Introduction

Your borrowing capacity or power is how much you can borrow when you purchase a property. Your borrowing power is determined using your income, expenses, current interest rates, and the type of loan you seek. Other factors that are considered include, how many dependents or children you have and your deposit amount.

Borrowing power acts not just as an amount you can borrow but as a safeguard so that you can comfortably borrow money without struggling to meet repayments. Catch our Senior Mortgage Broker, Michael Nasser’s 8 tips on how to increase your borrowing power!

Video Outline

8 Mortgage Broker Tips to Increase Your Borrowing Power this 2023

What is Borrowing Capacity/Power?

Factors Considered by Lenders When Assessing Your Borrowing Power

Tip #1

Tip #2

Tip #3

Tip #4

Tip #5

Tip #6

Tip #7

Tip #8

Get in touch with Lendstreet

Transcript

0:00

8 Mortgage Broker Tips to Increase Your Borrowing Capacity in 2023. Are you a first time home buyer feeling a bit lost about how much you can borrow for your dream home? Well, in this video, I’ll give you eight practical tips to help you increase your borrowing power so you can have greater flexibility and options when it comes to purchasing the property you want.

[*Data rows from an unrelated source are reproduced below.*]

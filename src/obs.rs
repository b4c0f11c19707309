//! Optional observability helpers for session flows.
//!
//! # Feature Flags
//!
//! - Enable `tracing` (default) to emit structured spans named `session_broker.flow` with the
//!   `flow` (request/refresh/replay) and `stage` (call site) fields. Request-scoped spans also
//!   carry `method`, `path` (never the query), and `retried`. Refresh state transitions are
//!   logged as events.
//! - Enable `metrics` to increment the `session_broker_flow_total` counter for every
//!   attempt/success/failure, labeled by `flow` + `outcome`.

mod metrics;
mod tracing;

pub use self::metrics::*;
pub use self::tracing::*;

// self
use crate::_prelude::*;

/// Flow kinds observed by the session client.
#[derive(Clone, Copy, Debug, PartialEq, Eq, Hash)]
pub enum FlowKind {
	/// A caller-initiated request travelling through the interception hooks.
	Request,
	/// A token refresh call made by the coordinator.
	Refresh,
	/// A request resubmitted after a successful refresh.
	Replay,
}
impl FlowKind {
	/// Returns a stable label suitable for span or metric fields.
	pub const fn as_str(self) -> &'static str {
		match self {
			FlowKind::Request => "request",
			FlowKind::Refresh => "refresh",
			FlowKind::Replay => "replay",
		}
	}
}
impl Display for FlowKind {
	fn fmt(&self, f: &mut Formatter) -> FmtResult {
		f.write_str(self.as_str())
	}
}

/// Outcome labels recorded for each attempt.
#[derive(Clone, Copy, Debug, PartialEq, Eq, Hash)]
pub enum FlowOutcome {
	/// Entry to a session helper.
	Attempt,
	/// Successful completion.
	Success,
	/// Failure propagated back to the caller.
	Failure,
}
impl FlowOutcome {
	/// Returns a stable label suitable for span or metric fields.
	pub const fn as_str(self) -> &'static str {
		match self {
			FlowOutcome::Attempt => "attempt",
			FlowOutcome::Success => "success",
			FlowOutcome::Failure => "failure",
		}
	}
}
impl Display for FlowOutcome {
	fn fmt(&self, f: &mut Formatter) -> FmtResult {
		f.write_str(self.as_str())
	}
}
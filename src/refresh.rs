//! Refresh invocation contract and the HTTP-backed default implementation.
//!
//! A [`RefreshInvoker`] turns a refresh token into freshly minted token material. It performs
//! exactly one network call per invocation and never retries; the coordinator treats every
//! failure (rejection, malformed body, timeout) as the end of the session.

mod metrics;

pub use self::metrics::RefreshMetrics;

// self
use crate::{
	_prelude::*,
	auth::{TokenFieldStrategy, TokenGrant, TokenSecret},
	config::SessionConfig,
	error::{ConfigError, RefreshError},
	transport::{ApiRequest, HttpTransport},
};

/// Boxed future returned by [`RefreshInvoker::refresh`].
pub type RefreshFuture<'a> =
	Pin<Box<dyn Future<Output = Result<TokenGrant, RefreshError>> + 'a + Send>>;

/// Mints a new token pair from a refresh token.
pub trait RefreshInvoker
where
	Self: Send + Sync,
{
	/// Performs a single refresh call.
	///
	/// A successful grant without a usable access token is still treated as a failed refresh
	/// by the coordinator.
	fn refresh<'a>(&'a self, refresh_token: &'a TokenSecret) -> RefreshFuture<'a>;
}

#[derive(Serialize)]
struct RefreshBody<'a> {
	token: &'a str,
}

/// Calls the backend refresh endpoint with `{"token": <refresh token>}`.
///
/// The request goes straight to the transport, bypassing the session interception hooks, so a
/// rejected refresh can never recurse into another refresh.
#[derive(Clone)]
pub struct HttpRefreshInvoker {
	transport: Arc<dyn HttpTransport>,
	url: Url,
	fields: TokenFieldStrategy,
}
impl HttpRefreshInvoker {
	/// Creates an invoker targeting an explicit endpoint.
	pub fn new(transport: Arc<dyn HttpTransport>, url: Url, fields: TokenFieldStrategy) -> Self {
		Self { transport, url, fields }
	}

	/// Creates an invoker from the session configuration.
	pub fn from_config(
		config: &SessionConfig,
		transport: Arc<dyn HttpTransport>,
	) -> Result<Self, ConfigError> {
		Ok(Self::new(transport, config.refresh_url()?, config.token_fields.clone()))
	}

	/// Endpoint this invoker calls.
	pub fn url(&self) -> &Url {
		&self.url
	}
}
impl RefreshInvoker for HttpRefreshInvoker {
	fn refresh<'a>(&'a self, refresh_token: &'a TokenSecret) -> RefreshFuture<'a> {
		Box::pin(async move {
			let request = ApiRequest::post(self.url.clone())
				.with_json(&RefreshBody { token: refresh_token.expose() })
				.map_err(|source| RefreshError::Malformed { source })?;
			let response = self.transport.send(request).await?;

			if !response.is_success() {
				return Err(RefreshError::Rejected { status: response.status.as_u16() });
			}

			self.fields
				.extract_from_slice(&response.body)
				.map_err(|source| RefreshError::Malformed { source })
		})
	}
}
impl Debug for HttpRefreshInvoker {
	fn fmt(&self, f: &mut Formatter) -> FmtResult {
		f.debug_struct("HttpRefreshInvoker")
			.field("url", &self.url)
			.field("fields", &self.fields)
			.finish()
	}
}
//! Outgoing-request hook that attaches the current access token.

// crates.io
use http::{HeaderValue, header::AUTHORIZATION};
// self
use crate::{_prelude::*, auth::TokenSecret, store::TokenStore, transport::ApiRequest};

/// Request types the augmenter knows how to stamp.
///
/// Implementations must *replace* any existing `Authorization` header so stamping the same
/// request twice yields one header with the latest value.
pub trait BearerTarget
where
	Self: Sized,
{
	/// Sets the `Authorization` header to `value`.
	fn set_authorization(self, value: HeaderValue) -> Self;
}
impl BearerTarget for ApiRequest {
	fn set_authorization(mut self, value: HeaderValue) -> Self {
		self.headers.insert(AUTHORIZATION, value);

		self
	}
}
impl<B> BearerTarget for http::Request<B> {
	fn set_authorization(mut self, value: HeaderValue) -> Self {
		self.headers_mut().insert(AUTHORIZATION, value);

		self
	}
}

/// Stamps outgoing requests with `Authorization: Bearer <access token>`.
///
/// The token is read from the store at the moment each request is stamped, so a replay issued
/// after a refresh always carries the freshly stored token. A missing token leaves the request
/// untouched and it travels unauthenticated.
#[derive(Clone)]
pub struct RequestAugmenter {
	store: Arc<dyn TokenStore>,
}
impl RequestAugmenter {
	/// Creates an augmenter reading from `store`.
	pub fn new(store: Arc<dyn TokenStore>) -> Self {
		Self { store }
	}

	/// Attaches the current access token, if any.
	pub fn augment<R>(&self, request: R) -> R
	where
		R: BearerTarget,
	{
		match self.store.access_token().as_ref().and_then(bearer_value) {
			Some(value) => request.set_authorization(value),
			None => request,
		}
	}
}
impl Debug for RequestAugmenter {
	fn fmt(&self, f: &mut Formatter) -> FmtResult {
		f.write_str("RequestAugmenter(..)")
	}
}

fn bearer_value(secret: &TokenSecret) -> Option<HeaderValue> {
	match HeaderValue::from_str(&secret.bearer()) {
		Ok(mut value) => {
			value.set_sensitive(true);

			Some(value)
		},
		Err(_) => {
			obs_event!(warn, "Access token cannot be encoded as a header value; sending unauthenticated.");

			None
		},
	}
}
//! Page repository collaborator

use std::sync::Arc;

use anyhow::Result;

use super::Page;

/// Structured conditions understood by [`PageRepository::find_by`]
#[derive(Debug, Clone, PartialEq, Eq)]
pub enum PageFilter {
    /// Every page
    All,
    /// Pages with one of the given IDs
    Ids(Vec<u64>),
    /// Root pages bound to `host` or to no host at all
    RootsForHost(String),
    /// Root pages bound to exactly this DNS value
    RootsWithDns(String),
    /// Direct children of `pid` with the given type
    ChildrenOfType { pid: u64, page_type: String },
}

impl PageFilter {
    /// Whether a page satisfies this filter
    pub fn matches(&self, page: &Page) -> bool {
        match self {
            Self::All => true,
            Self::Ids(ids) => ids.contains(&page.id),
            Self::RootsForHost(host) => {
                page.is_root() && (page.dns.is_empty() || page.dns.eq_ignore_ascii_case(host))
            }
            Self::RootsWithDns(dns) => page.is_root() && page.dns == *dns,
            Self::ChildrenOfType { pid, page_type } => page.pid == *pid && page.page_type == *page_type,
        }
    }
}

/// Storage of the page tree
///
/// Implementations own all I/O. Results must be in a stable order (the
/// in-memory backend orders by ID) so that routing stays deterministic.
pub trait PageRepository: Send + Sync {
    /// Pages whose alias is one of `aliases`
    fn find_by_aliases(&self, aliases: &[String]) -> Result<Vec<Arc<Page>>>;

    /// Page with the given ID
    fn find_by_id(&self, id: u64) -> Result<Option<Arc<Page>>>;

    /// Primary key lookup, same as [`PageRepository::find_by_id`] unless the
    /// backend distinguishes published rows
    fn find_by_pk(&self, id: u64) -> Result<Option<Arc<Page>>> {
        self.find_by_id(id)
    }

    /// Pages matching a structured filter
    fn find_by(&self, filter: &PageFilter) -> Result<Vec<Arc<Page>>>;

    /// Pages of the given type
    fn find_by_type(&self, page_type: &str) -> Result<Vec<Arc<Page>>>;
}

What is Borrowing Capacity/Power?

0:27

But first, let’s start by defining what borrowing capacity means. Put simply, it’s the amount of money you can borrow when buying a house and it can differ depending on whether you’re purchasing an investment property or not. Your total income and expenses will affect the total home loan and the loan term available to you so it’s important to ensure that your principal and interest rate payments are affordable.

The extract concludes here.